Fractals are geometric shapes that are very complex and infinitely detailed. You can zoom in on a section and it will have just as much detail as the whole fractal. They are recursively defined and small sections of them are similar to large ones. One way to think of fractals for a function f(x) is to consider x, f(x), f(f(x)), f(f(f(x))), f(f(f(f(x)))), etc. Fractals are related to chaos because they are complex systems that have definite properties.
Benoit Mandelbrot was a Poland-born French mathematician who greatly advanced fractals. When he was young, his father showed him the Julia set of fractals; he was not greatly interested in fractals at the time but in the 1970’s, he became interested again and he greatly improved upon them, laying out the foundation for fractal geometry. He also advanced fractals by showing that fractals cannot be treated as whole-number dimensions; they must instead have fractional dimensions. Benoit Mandelbrot believed that fractals were found nearly everywhere in nature, at places such as coastlines, mountains, clouds, aggregates, and galaxy clusters.
Sierpinski’s Triangle is a great example of a fractal, and one of the simplest ones. It is recursively defined and thus has infinite detail. It starts as a triangle and every new iteration of it creates a triangle with the midpoints of the other triangles of it. Sierpinski’s Triangle has an infinite number of triangles in it.
The Koch Snowflake is another good example of a fractal. It starts as a triangle and adds on triangles to its trisection points that point outward for all infinity. This causes it to look like a snowflake after a few iterations.
The Mandelbrot fractal set is the simplest nonlinear function, as it is defined recursively as f(x)=x^2+c. After plugging f(x) into x several times, the set is equal to all of the expressions that are generated. The plots below are a time series of the set, meaning that they are the plots for a specific c. They help to demonstrate the theory of chaos, as when c is -1.1, -1.3, and -1.38 it can be expressed as a normal, mathematical function, whereas for c = -1.9 you can’t.
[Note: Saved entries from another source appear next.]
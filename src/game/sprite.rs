//! Sprite Metadata
//!
//! Every spritesheet cell the game draws, as a closed enum. Each variant
//! knows its source rectangle on the sheet and its on-screen size (half the
//! sheet cell - the art is authored at 2x).
//!
//! The simulation only ever reads sizes; the renderer reads source rects.
//! That keeps the update loop free of any texture handling.

use macroquad::math::{vec2, Rect, Vec2};

/// A drawable cell on the spritesheet.
#[derive(Debug, Clone, Copy, PartialEq, Eq)]
pub enum Sprite {
    PlayerStand0,
    PlayerStand1,
    PlayerWalk0,
    PlayerWalk1,
    PlayerJump,
    PlatformWide,
    PlatformSmall,
    BoostPow,
    MobWingsUp,
    MobWingsDown,
}

impl Sprite {
    /// Source cell on the spritesheet, in full-resolution sheet pixels.
    pub const fn sheet_rect(self) -> Rect {
        match self {
            Sprite::PlayerStand0 => cell(614.0, 1063.0, 120.0, 191.0),
            Sprite::PlayerStand1 => cell(690.0, 406.0, 120.0, 201.0),
            Sprite::PlayerWalk0 => cell(678.0, 860.0, 120.0, 201.0),
            Sprite::PlayerWalk1 => cell(692.0, 1458.0, 120.0, 207.0),
            Sprite::PlayerJump => cell(382.0, 763.0, 150.0, 181.0),
            Sprite::PlatformWide => cell(0.0, 288.0, 380.0, 94.0),
            Sprite::PlatformSmall => cell(213.0, 1662.0, 201.0, 100.0),
            Sprite::BoostPow => cell(820.0, 1805.0, 71.0, 70.0),
            Sprite::MobWingsUp => cell(566.0, 510.0, 122.0, 139.0),
            Sprite::MobWingsDown => cell(568.0, 1534.0, 122.0, 135.0),
        }
    }

    /// On-screen size: half the sheet cell, truncated to whole pixels.
    pub fn size(self) -> Vec2 {
        let src = self.sheet_rect();
        vec2((src.w / 2.0).floor(), (src.h / 2.0).floor())
    }
}

const fn cell(x: f32, y: f32, w: f32, h: f32) -> Rect {
    Rect { x, y, w, h }
}

#[cfg(test)]
mod tests {
    use super::*;

    #[test]
    fn test_sizes_are_half_resolution() {
        assert_eq!(Sprite::PlayerStand0.size(), vec2(60.0, 95.0));
        assert_eq!(Sprite::PlatformWide.size(), vec2(190.0, 47.0));
        assert_eq!(Sprite::PlatformSmall.size(), vec2(100.0, 50.0));
        assert_eq!(Sprite::BoostPow.size(), vec2(35.0, 35.0));
        // Odd cell heights truncate
        assert_eq!(Sprite::PlayerWalk1.size(), vec2(60.0, 103.0));
        assert_eq!(Sprite::MobWingsUp.size(), vec2(61.0, 69.0));
    }
}
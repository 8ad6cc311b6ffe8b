use crate::board::NoteBoard;
use crate::commands::{CmdMessage, CmdResult};
use crate::error::Result;

use super::helpers::preview;

/// Replaces the text of note `id`.
pub fn run(board: &mut NoteBoard, id: u32, text: String) -> Result<CmdResult> {
    let changed = board.update_text(id, text);
    Ok(report(board, id, changed, "updated"))
}

/// Appends dropped text to note `id`.
pub fn append(board: &mut NoteBoard, id: u32, dropped: &str) -> Result<CmdResult> {
    let changed = board.append_text(id, dropped);
    Ok(report(board, id, changed, "appended to"))
}

fn report(board: &NoteBoard, id: u32, changed: bool, verb: &str) -> CmdResult {
    let mut result = CmdResult::default();
    match board.get(id).filter(|_| changed) {
        Some(note) => {
            result.add_message(CmdMessage::success(format!(
                "{} {}: {}",
                note.title(),
                verb,
                preview(&note.text)
            )));
            result.affected_notes.push(note.clone());
        }
        None => result.add_message(CmdMessage::warning(format!("No note with id {}", id))),
    }
    result
}

#[cfg(test)]
mod tests {
    use super::*;
    use crate::board::fixtures::BoardFixture;
    use crate::commands::MessageLevel;

    #[test]
    fn updates_note_text() {
        let mut fx = BoardFixture::new().with_notes(2);
        let result = run(&mut fx.board, 2, "fresh".into()).unwrap();
        assert_eq!(result.affected_notes[0].text, "fresh");
        assert_eq!(fx.board.get(2).unwrap().text, "fresh");
    }

    #[test]
    fn missing_id_warns_without_changes() {
        let mut fx = BoardFixture::new().with_notes(2);
        let before = fx.board.clone();
        let result = run(&mut fx.board, 9, "x".into()).unwrap();
        assert!(result.affected_notes.is_empty());
        assert_eq!(result.messages[0].level, MessageLevel::Warning);
        assert_eq!(fx.board, before);
    }

    #[test]
    fn append_keeps_existing_text() {
        let mut fx = BoardFixture::new().with_note("todo:");
        let result = append(&mut fx.board, 1, " water plants").unwrap();
        assert_eq!(result.affected_notes[0].text, "todo: water plants");
    }
}
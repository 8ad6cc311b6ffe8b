//! # Stickies Architecture
//!
//! Stickies is a **UI-agnostic sticky-notes board**. The terminal session in `cli/` is one
//! client of the library; the board itself knows nothing about terminals, pointers or files
//! beyond what an export sink asks for.
//!
//! ## Layers
//!
//! ```text
//! ┌─────────────────────────────────────────────────────────────┐
//! │  CLI Layer (cli/, wired by main.rs)                         │
//! │  - Parses session lines, renders the grid, terminal I/O     │
//! └─────────────────────────────────────────────────────────────┘
//!                              │
//!                              ▼
//! ┌─────────────────────────────────────────────────────────────┐
//! │  API Layer (api.rs)                                         │
//! │  - Owns the board and its configuration                     │
//! │  - Converts user positions (1-based) into list indexes      │
//! └─────────────────────────────────────────────────────────────┘
//!                              │
//!                              ▼
//! ┌─────────────────────────────────────────────────────────────┐
//! │  Command Layer (commands/*.rs)                              │
//! │  - One operation per module, returns `CmdResult`            │
//! └─────────────────────────────────────────────────────────────┘
//!                              │
//!                              ▼
//! ┌─────────────────────────────────────────────────────────────┐
//! │  Core (board.rs, drag.rs, export/)                          │
//! │  - Ordered note list with derived grid cells                │
//! │  - Drag-hover geometry, export sinks                        │
//! └─────────────────────────────────────────────────────────────┘
//! ```
//!
//! ## The Grid
//!
//! Notes live in a single ordered list. Their grid cell is never stored independently: a
//! note at list index `i` sits at row `i / 3`, column `i % 3`. Every structural change
//! (add, delete, move) re-derives the cells of the whole list, so the cached `row`/`col`
//! fields on [`model::Note`] are always consistent with the order.
//!
//! ## Key Principle: No I/O Assumptions in Core
//!
//! From `api.rs` inward, code never writes to stdout/stderr and never exits the process.
//! The only file the core touches is the export target handed to an [`export::ExportSink`],
//! and the configuration file in [`config`].
//!
//! ## Module Overview
//!
//! - [`api`]: The API facade, entry point for all operations
//! - [`board`]: The note-list manager
//! - [`commands`]: One module per operation
//! - [`drag`]: Drag sessions and the hover threshold
//! - [`export`]: Export records and sinks (spreadsheet, JSON)
//! - [`model`]: `Note` and `GridCell`
//! - [`config`]: Board configuration
//! - [`clipboard`]: Reading dropped text from the system clipboard
//! - [`error`]: Error types

pub mod api;
pub mod board;
pub mod clipboard;
pub mod commands;
pub mod config;
pub mod drag;
pub mod error;
pub mod export;
pub mod model;
use crate::board::NoteBoard;
use crate::commands::{CmdMessage, CmdResult};
use crate::config::BoardConfig;
use crate::error::Result;
use crate::export::ExportFormat;
use log::info;
use std::path::{Path, PathBuf};

/// Exports the board to `target`, or to the configured export file.
///
/// An explicit target's extension picks the format when it names one; otherwise the
/// configured format applies and its extension is added. The configured export file always
/// takes the configured format's extension.
pub fn run(board: &NoteBoard, config: &BoardConfig, target: Option<&Path>) -> Result<CmdResult> {
    let (path, format) = resolve_target(config, target);
    let records = board.export_all();

    let sink = format.sink(&config.sheet_name);
    sink.write(&records, &path)?;
    info!("exported {} notes as {} to {}", records.len(), format, path.display());

    let mut result = CmdResult::default().with_export_path(path.clone());
    if records.is_empty() {
        result.add_message(CmdMessage::info(format!(
            "No notes on the board; wrote an empty export to {}",
            path.display()
        )));
    } else {
        result.add_message(CmdMessage::success(format!(
            "Exported {} notes to {}",
            records.len(),
            path.display()
        )));
    }
    Ok(result)
}

fn resolve_target(config: &BoardConfig, target: Option<&Path>) -> (PathBuf, ExportFormat) {
    let Some(target) = target else {
        let path =
            PathBuf::from(&config.export_file).with_extension(config.export_format.extension());
        return (path, config.export_format);
    };

    let mut path = target.to_path_buf();
    match ExportFormat::from_path(&path) {
        Some(format) => (path, format),
        None => {
            if path.extension().is_none() {
                path.set_extension(config.export_format.extension());
            }
            (path, config.export_format)
        }
    }
}
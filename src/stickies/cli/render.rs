use colored::Colorize;
use stickies::api::{CmdMessage, MessageLevel};
use stickies::model::{Note, GRID_COLUMNS};
use unicode_width::{UnicodeWidthChar, UnicodeWidthStr};

const CELL_WIDTH: usize = 28;
const TEXT_LINES: usize = 4;
const GUTTER: &str = "  ";

pub(super) fn print_messages(messages: &[CmdMessage]) {
    for message in messages {
        match message.level {
            MessageLevel::Info => println!("{}", message.content.dimmed()),
            MessageLevel::Success => println!("{}", message.content.green()),
            MessageLevel::Warning => println!("{}", message.content.yellow()),
            MessageLevel::Error => println!("{}", message.content.red()),
        }
    }
}

pub(super) fn print_board(notes: &[Note]) {
    print!("{}", render_board(notes));
}

/// Renders notes as a grid of boxed cells, `GRID_COLUMNS` per row.
///
/// Each cell shows the note's board position (used by `move`/`drag`), its title, and up
/// to `TEXT_LINES` wrapped lines of text.
pub(super) fn render_board(notes: &[Note]) -> String {
    if notes.is_empty() {
        return format!("{}\n", "(no notes)".dimmed());
    }

    let border = format!("+{}+", "-".repeat(CELL_WIDTH - 2));
    let mut out = String::new();

    for (row_index, row) in notes.chunks(GRID_COLUMNS).enumerate() {
        let cells: Vec<Vec<String>> = row
            .iter()
            .enumerate()
            .map(|(i, note)| cell_lines(row_index * GRID_COLUMNS + i + 1, note))
            .collect();

        push_row(&mut out, &vec![border.clone(); cells.len()]);
        for line in 0..TEXT_LINES + 1 {
            let parts: Vec<String> = cells.iter().map(|c| c[line].clone()).collect();
            push_row(&mut out, &parts);
        }
        push_row(&mut out, &vec![border.clone(); cells.len()]);
    }

    out
}

fn push_row(out: &mut String, parts: &[String]) {
    out.push_str(parts.join(GUTTER).trim_end());
    out.push('\n');
}

fn cell_lines(position: usize, note: &Note) -> Vec<String> {
    let inner = CELL_WIDTH - 4;
    let mut lines = Vec::with_capacity(TEXT_LINES + 1);

    let heading = format!("#{} {}", position, note.title());
    lines.push(boxed(&heading, inner, |s| s.bold().to_string()));

    let mut body = wrap_to_width(&note.text, inner);
    if body.len() > TEXT_LINES {
        body.truncate(TEXT_LINES);
        let last = truncate_to_width(&format!("{}…", body[TEXT_LINES - 1]), inner);
        body[TEXT_LINES - 1] = last;
    }
    body.resize(TEXT_LINES, String::new());

    for line in body {
        lines.push(boxed(&line, inner, |s| s.to_string()));
    }
    lines
}

fn boxed(content: &str, inner: usize, style: impl Fn(&str) -> String) -> String {
    let padding = inner.saturating_sub(content.width());
    format!("| {}{} |", style(content), " ".repeat(padding))
}

/// Wraps text on existing line breaks, then hard-wraps each line at `width` columns.
pub(super) fn wrap_to_width(text: &str, width: usize) -> Vec<String> {
    let mut lines = Vec::new();
    for source in text.lines() {
        let mut current = String::new();
        let mut current_width = 0;
        for c in source.chars() {
            let w = c.width().unwrap_or(0);
            if current_width + w > width {
                lines.push(std::mem::take(&mut current));
                current_width = 0;
            }
            current.push(c);
            current_width += w;
        }
        lines.push(current);
    }
    lines
}

fn truncate_to_width(s: &str, max_width: usize) -> String {
    if s.width() <= max_width {
        return s.to_string();
    }

    let mut result = String::new();
    let mut current_width = 0;
    for c in s.chars() {
        let char_width = c.width().unwrap_or(0);
        if current_width + char_width > max_width.saturating_sub(1) {
            result.push('…');
            return result;
        }
        result.push(c);
        current_width += char_width;
    }
    result
}
//! # CLI Layer
//!
//! The terminal session is **one possible UI client** for the board. It is the only place
//! that reads stdin, writes stdout/stderr, or decides exit codes.
//!
//! A session is a loop over lines. Each line is parsed by clap into a [`SessionCommand`],
//! dispatched to [`BoardApi`], and the returned `CmdResult` is printed. A failing line
//! prints its error and the session carries on; when commands come from a pipe or a
//! script, the session exits non-zero at the end if any line failed.
//!
//! An empty line adds a note, the same as double-clicking an empty spot on a board.

use super::render::{print_board, print_messages};
use super::setup::{parse_line, session_help, Cli, SessionCommand};
use clap::Parser;
use colored::Colorize;
use directories::ProjectDirs;
use log::{debug, warn};
use stickies::api::{BoardApi, ConfigAction, CmdResult};
use stickies::clipboard::get_from_clipboard;
use stickies::config::{BoardConfig, KEYS};
use stickies::error::{Result, StickiesError};
use std::fs::File;
use std::io::{self, BufRead, BufReader, IsTerminal, Write};
use std::path::PathBuf;

struct AppContext {
    api: BoardApi,
    interactive: bool,
}

/// What the session loop should do after a line.
#[derive(Debug, PartialEq, Eq)]
enum Flow {
    Continue,
    Quit,
}

pub fn run() -> Result<()> {
    let cli = Cli::parse();
    init_logging(cli.verbose);

    let (reader, interactive): (Box<dyn BufRead>, bool) = match &cli.script {
        Some(path) => (Box::new(BufReader::new(File::open(path)?)), false),
        None => (Box::new(io::stdin().lock()), io::stdin().is_terminal()),
    };

    let mut ctx = init_context(&cli, interactive)?;
    if ctx.interactive {
        println!(
            "{}",
            "Sticky notes board. Type `help` for commands, `quit` to leave.".dimmed()
        );
    }

    let failures = session(&mut ctx, reader)?;
    if failures > 0 && !ctx.interactive {
        return Err(StickiesError::Api(format!(
            "{} session command(s) failed",
            failures
        )));
    }
    Ok(())
}

fn init_logging(verbose: bool) {
    let default_level = if verbose { "debug" } else { "warn" };
    env_logger::Builder::from_env(env_logger::Env::default().default_filter_or(default_level))
        .format_timestamp(None)
        .init();
}

fn init_context(cli: &Cli, interactive: bool) -> Result<AppContext> {
    let config_dir = cli.config_dir.clone().or_else(default_config_dir);

    let api = match config_dir {
        Some(dir) => BoardApi::open(dir)?,
        None => {
            warn!("no config directory available, using defaults");
            BoardApi::new(BoardConfig::default(), None)
        }
    };

    Ok(AppContext { api, interactive })
}

fn default_config_dir() -> Option<PathBuf> {
    ProjectDirs::from("com", "stickies", "stickies").map(|dirs| dirs.config_dir().to_path_buf())
}

/// Runs commands from `reader` until it is exhausted or `quit`. Returns the failure count.
fn session(ctx: &mut AppContext, mut reader: Box<dyn BufRead>) -> Result<usize> {
    let mut failures = 0;
    let mut buf = Vec::new();

    loop {
        if ctx.interactive {
            print!("{} ", ">".bold());
            io::stdout().flush()?;
        }

        buf.clear();
        if reader.read_until(b'\n', &mut buf)? == 0 {
            break;
        }
        let line = match std::str::from_utf8(&buf) {
            Ok(line) => line,
            Err(e) => {
                failures += 1;
                eprintln!("{} line is not valid UTF-8: {}", "Error:".red(), e);
                continue;
            }
        };
        let trimmed = line.trim();
        if trimmed.starts_with('#') {
            continue;
        }

        debug!("session line: {:?}", trimmed);
        let command = if trimmed.is_empty() {
            SessionCommand::Add { text: vec![] }
        } else {
            match parse_line(trimmed) {
                Ok(command) => command,
                Err(e) => {
                    failures += 1;
                    eprintln!("{}", e.render().to_string().trim_end());
                    continue;
                }
            }
        };

        match dispatch(ctx, command) {
            Ok(Flow::Quit) => break,
            Ok(Flow::Continue) => {}
            Err(e) => {
                failures += 1;
                eprintln!("{} {}", "Error:".red(), e);
            }
        }
    }

    Ok(failures)
}

fn dispatch(ctx: &mut AppContext, command: SessionCommand) -> Result<Flow> {
    match command {
        SessionCommand::Add { text } => {
            let text = if text.is_empty() {
                None
            } else {
                Some(text.join(" "))
            };
            let result = ctx.api.add_note(text)?;
            finish_change(ctx, result);
        }
        SessionCommand::Edit { id, text } => {
            let result = ctx.api.update_text(id, text.join(" "))?;
            finish_change(ctx, result);
        }
        SessionCommand::Append { id, text } => {
            // Dropped text is appended verbatim; words typed here need a separator
            let needs_space = ctx
                .api
                .board()
                .get(id)
                .is_some_and(|n| !n.text.is_empty() && !n.text.ends_with(char::is_whitespace));
            let dropped = if needs_space {
                format!(" {}", text.join(" "))
            } else {
                text.join(" ")
            };
            let result = ctx.api.append_text(id, &dropped)?;
            finish_change(ctx, result);
        }
        SessionCommand::Paste { id } => {
            let dropped = get_from_clipboard()?;
            let result = ctx.api.append_text(id, &dropped)?;
            finish_change(ctx, result);
        }
        SessionCommand::Move { from, to } => {
            let result = ctx.api.move_note(from, to)?;
            finish_change(ctx, result);
        }
        SessionCommand::Drag { from, to } => {
            let result = ctx.api.drag_note(from, to)?;
            finish_change(ctx, result);
        }
        SessionCommand::Delete { ids } => {
            let result = ctx.api.delete_notes(&ids)?;
            finish_change(ctx, result);
        }
        SessionCommand::Show => {
            let result = ctx.api.list_notes()?;
            print_board(&result.listed_notes);
            print_messages(&result.messages);
        }
        SessionCommand::Export { path } => {
            let result = ctx.api.export_notes(path.as_deref())?;
            print_messages(&result.messages);
        }
        SessionCommand::Config { key, value } => handle_config(ctx, key, value)?,
        SessionCommand::Help => print!("{}", session_help()),
        SessionCommand::Quit => return Ok(Flow::Quit),
    }
    Ok(Flow::Continue)
}

/// Prints the outcome of a board change, and the board itself when a person is watching.
fn finish_change(ctx: &AppContext, result: CmdResult) {
    print_messages(&result.messages);
    if ctx.interactive && !result.has_problems() {
        print_board(ctx.api.notes());
    }
}

fn handle_config(ctx: &mut AppContext, key: Option<String>, value: Option<String>) -> Result<()> {
    let action = match (key, value) {
        (None, _) => ConfigAction::ShowAll,
        (Some(key), None) => ConfigAction::ShowKey(key),
        (Some(key), Some(value)) => ConfigAction::Set(key, value),
    };
    let show_all = matches!(action, ConfigAction::ShowAll);

    let result = ctx.api.config(action)?;
    if show_all {
        if let Some(config) = &result.config {
            for key in KEYS {
                println!("{} = {}", key, config.get(key).unwrap_or_default());
            }
        }
    }
    print_messages(&result.messages);
    Ok(())
}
In other words, when c is -1.1, -1.3, and -1.38 the function is deterministic, whereas when c = -1.9 the function is chaotic.
When changing the values for the Mandelbrot fractal set from lines to geometric shapes that depend on the various values, a much more complicated picture arises. You can also change the type of system that you use when graphing the fractals and the types of sets that you use in order to generate increasingly complex fractals.